Sanaa Natsheh, mother of four

I was born in East Jerusalem and have a blue ID card. In 1983 I married my cousin, Nabil Subhi 'Abd a-Nabi a-Natsheh, who is a resident of Gaza. We have four children: the eldest, Muhammad, is twenty, and the youngest, Nour, is eleven. We all live in my husband's house in Gaza City.

Until 1993, I was able to travel without any unusual problems between my husband's home in Gaza and my family's and relatives' homes in Jerusalem. In 1993, following the Oslo Accords, a new policy was instituted for Jerusalem. Whenever I traveled to be with my husband in Gaza, the Israelis would take my ID and hold on to it at the Erez checkpoint. In its place they would give me a permit to stay in Gaza for three months. When I returned to Jerusalem, the Israelis would take back the permit and return my ID to me. Every three months, when my permit to stay in Gaza expired, I had to go to the Erez checkpoint to get it renewed for three more months. I would go to Erez in the morning and wait until the afternoon to get a permit.

This was the situation until 2001. After the intifada broke out, the Israelis changed their policy again, and shortened the duration of the permits to one month. The procedure for obtaining a permit has also become more complicated: I get to the Erez checkpoint at 9:00 A.M., go through an electronic security check device and then through the revolving gate. I am then questioned by police about my family, my husband, and other personal matters. In the past, I was not questioned. Afterwards, they demand a copy of my marriage license and my husband's ID. They also order me to translate my marriage contract from Arabic into Hebrew. This whole procedure takes a long time and is very unpleasant. I then get a permit good for only one month, and have to go back to the Erez checkpoint every month to renew it. When workers are not being allowed to enter Israel, there are no shared taxis to Erez, so I have to take a private cab. The round-trip fare comes to 50 shekels.

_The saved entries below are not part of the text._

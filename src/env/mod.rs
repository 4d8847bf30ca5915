// src/env/mod.rs

//! Environment resolution for launched processes.
//!
//! Every process gets its environment built from three layers, lowest to
//! highest precedence:
//!
//! 1. the ambient environment, minus [`RESERVED_PORT_VAR`],
//! 2. the manifest's shared `deploy.env`,
//! 3. the process's own `env`.
//!
//! Layers 2 and 3 are template-substituted against the secrets context
//! first. [`FORCED_VARS`] are applied last and always win.

use std::collections::BTreeMap;

use serde_json::{Map, Value};

use crate::expr::{TemplateError, substitute};

/// Port reservation of the runner itself; must never leak into children.
pub const RESERVED_PORT_VAR: &str = "PROCESSOR_PROMETHEUS_PORT";

/// Variables forcing colorized, pretty logging in children.
pub const FORCED_VARS: [(&str, &str); 2] =
    [("FORCE_COLOR", "true"), ("FORCE_PRETTY_LOGGER", "true")];

pub type EnvMap = BTreeMap<String, String>;

/// Read-only snapshot available to template expressions.
#[derive(Debug, Clone, Default)]
pub struct EnvironmentContext {
    secrets: EnvMap,
}

impl EnvironmentContext {
    pub fn new(secrets: EnvMap) -> Self {
        Self { secrets }
    }

    pub fn secrets(&self) -> &EnvMap {
        &self.secrets
    }

    /// Expression evaluation view: `{"secrets": {...}}`.
    pub fn to_value(&self) -> Value {
        let secrets: Map<String, Value> = self
            .secrets
            .iter()
            .map(|(k, v)| (k.clone(), Value::String(v.clone())))
            .collect();

        let mut root = Map::new();
        root.insert("secrets".to_string(), Value::Object(secrets));
        Value::Object(root)
    }
}

/// Fully merged environment of one process plus any template failures.
#[derive(Debug, Clone, Default)]
pub struct ResolvedEnv {
    pub vars: EnvMap,
    pub errors: Vec<TemplateError>,
}

/// Substitute templates in every value of `env`.
pub fn eval_env(env: &EnvMap, context: &Value, errors: &mut Vec<TemplateError>) -> EnvMap {
    env.iter()
        .map(|(key, raw)| {
            let sub = substitute(raw, context);
            errors.extend(sub.errors);
            (key.clone(), sub.value)
        })
        .collect()
}

/// Resolves per-process environments against one ambient snapshot.
///
/// The shared layer is substituted once, at construction; its template
/// failures are available through [`EnvResolver::shared_errors`].
#[derive(Debug, Clone)]
pub struct EnvResolver {
    ambient: EnvMap,
    context: Value,
    shared: EnvMap,
    shared_errors: Vec<TemplateError>,
}

impl EnvResolver {
    /// `ambient` doubles as the secrets context.
    pub fn new(ambient: EnvMap, shared: &EnvMap) -> Self {
        let context = EnvironmentContext::new(ambient.clone()).to_value();
        let mut shared_errors = Vec::new();
        let shared = eval_env(shared, &context, &mut shared_errors);
        Self {
            ambient,
            context,
            shared,
            shared_errors,
        }
    }

    pub fn ambient(&self) -> &EnvMap {
        &self.ambient
    }

    pub fn shared_errors(&self) -> &[TemplateError] {
        &self.shared_errors
    }

    /// Merge the layers for one process; `errors` only covers `own`.
    pub fn resolve(&self, own: &EnvMap) -> ResolvedEnv {
        let mut errors = Vec::new();

        let mut vars: EnvMap = self
            .ambient
            .iter()
            .filter(|(k, _)| k.as_str() != RESERVED_PORT_VAR)
            .map(|(k, v)| (k.clone(), v.clone()))
            .collect();

        vars.extend(self.shared.iter().map(|(k, v)| (k.clone(), v.clone())));
        vars.extend(eval_env(own, &self.context, &mut errors));

        for (key, value) in FORCED_VARS {
            vars.insert(key.to_string(), value.to_string());
        }

        ResolvedEnv { vars, errors }
    }
}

My biggest problem is that the Israelis refuse to list my children on to my Israeli ID or to issue them entry permits into Israel. I cannot go visit my family in Jerusalem because I do not dare leave my children in Gaza. I am afraid the Israelis might suddenly impose a closure on the Gaza Strip and I would not be able to get back to my children. I cannot allow this to happen, especially because of my daughter Samah, who is 15-year-old, who is diabetic and has a genetic blood disorder. I haven't gone to visit my family in Jerusalem since 1999, and I miss them very much. If I could get my children registered on my ID, I would go immediately.

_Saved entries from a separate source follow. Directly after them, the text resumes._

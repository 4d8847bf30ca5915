// src/output/mod.rs

//! Merged, labelled output of all managed processes.
//!
//! - [`palette`] assigns label colors.
//! - [`multiplexer`] reads child streams line by line and writes them to
//!   one shared sink.

pub mod multiplexer;
pub mod palette;

pub use multiplexer::{OutputSink, attach_stream};
pub use palette::{Color, Label, PALETTE};
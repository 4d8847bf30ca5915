// src/lib.rs

pub mod cli;
pub mod config;
pub mod engine;
pub mod env;
pub mod errors;
pub mod exec;
pub mod expr;
pub mod logging;
pub mod output;
pub mod plan;
pub mod selection;

use anyhow::Result;
use tokio::sync::mpsc;
use tracing::{debug, info};

use crate::cli::CliArgs;
use crate::config::{ambient_with_env_file, load_manifest, process_env};
use crate::engine::{RestartPolicy, Runtime, RuntimeEvent, Supervisor};
use crate::exec::{ExecutorOptions, LocalProcessBackend};
use crate::output::OutputSink;
use crate::plan::{LaunchPlan, build_plan};
use crate::selection::Selection;

/// High-level entry point used by `main.rs`.
///
/// This wires together:
/// - manifest and env-file loading
/// - process selection and environment resolution
/// - supervisor / runtime
/// - local process backend and output multiplexing
/// - Ctrl-C handling
pub async fn run(args: CliArgs) -> Result<()> {
    // Everything that can fail on configuration happens before any spawn.
    let loaded = load_manifest(&args.path, &args.manifest)?;
    let selection = Selection::new(args.include.clone(), args.exclude.clone())?;
    let ambient = ambient_with_env_file(process_env(), &loaded.squid_dir, args.env_file.as_deref())?;

    let plan = build_plan(&loaded.manifest, &selection, ambient);

    if args.dry_run {
        print_dry_run(&plan, args.retries);
        return Ok(());
    }

    if plan.specs.is_empty() {
        info!(skipped = ?plan.skipped, "no processes selected; nothing to run");
        return Ok(());
    }

    let (rt_tx, rt_rx) = mpsc::channel::<RuntimeEvent>(64);

    let backend = LocalProcessBackend::new(
        rt_tx.clone(),
        ExecutorOptions {
            cwd: loaded.squid_dir.clone(),
            sink: OutputSink::stdout(),
        },
    );

    // Ctrl-C → terminate all process trees.
    {
        let tx = rt_tx.clone();
        tokio::spawn(async move {
            if let Err(e) = tokio::signal::ctrl_c().await {
                eprintln!("failed to listen for Ctrl+C: {e}");
                return;
            }
            let _ = tx.send(RuntimeEvent::ShutdownRequested).await;
        });
    }

    let policy = RestartPolicy {
        max_retries: args.retries,
    };
    let names: Vec<&str> = plan.specs.iter().map(|s| s.name.as_str()).collect();
    info!(processes = ?names, max_retries = policy.max_retries, "starting squid");

    let supervisor = Supervisor::new(plan.specs, policy);
    let runtime = Runtime::new(supervisor, rt_rx, backend);
    let finished = runtime.run().await?;

    for entry in finished.entries() {
        debug!(
            process = %entry.name(),
            state = ?entry.state(),
            restarts = entry.restart_count(),
            "final process state"
        );
    }

    Ok(())
}

/// Simple dry-run output: print processes, commands and resolved env keys.
fn print_dry_run(plan: &LaunchPlan, retries: u32) {
    println!("squidrun dry-run");
    println!("  retries = {retries}");
    println!();

    println!("processes ({}):", plan.specs.len());
    for spec in &plan.specs {
        println!("  - {}", spec.name);
        println!("      cmd: {:?}", spec.command);
        let keys: Vec<&str> = spec.env.keys().map(String::as_str).collect();
        println!("      env keys: {}", keys.len());
        debug!(process = %spec.name, ?keys, "resolved environment keys");
    }

    if !plan.skipped.is_empty() {
        println!("skipped: {:?}", plan.skipped);
    }

    if !plan.template_errors.is_empty() {
        println!("unresolved templates ({}):", plan.template_errors.len());
        for (scope, error) in &plan.template_errors {
            println!("  - {scope:?}: {error}");
        }
    }

    debug!("dry-run complete (no execution)");
}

Another problem I have encountered is difficulty getting to the Erez checkpoint during Israeli incursions into the Gaza Strip, as well as during Palestinian military actions against Israel. During these periods, Israel restricts movement inside the Gaza Strip. Whenever there has been a curfew en imposed, I do not leave the Gaza Strip and stay at home. In 2003, I could not get to the Erez checkpoint for about five weeks after my permit expired. When I got to the checkpoint to renew it, the Israelis informed me that I had been in Gaza illegally after my permit had expired. They threatened to impose a 6,000 shekel fine on me and demanded that I either pay it or go to Jerusalem. I asked for help from HaMoked: The Center for the Defence of the Individual. In the meantime, the army informed HaMoked that it would not punish families who could not renew their permits because of inability to get to the Erez checkpoint.

I am still in Gaza. My parents have died, but I have twelve brothers and sisters living in East Jerusalem and I miss them. I hope to go to Jerusalem to visit them and to take my children with me, because none of them have met my family. This matter of renewing the permit leaves me with a feeling of being uprooted. It is as if I have no permanent place, not in Gaza and not in Jerusalem.

Sanaa Yousef 'Abd a-Nabi Natsheh, age 41, married and mother of four, is a resident of East Jerusalem who lives with her husband in Gaza City. Her testimony was taken by Mazen Majdalawi at her home on December 28, 2004.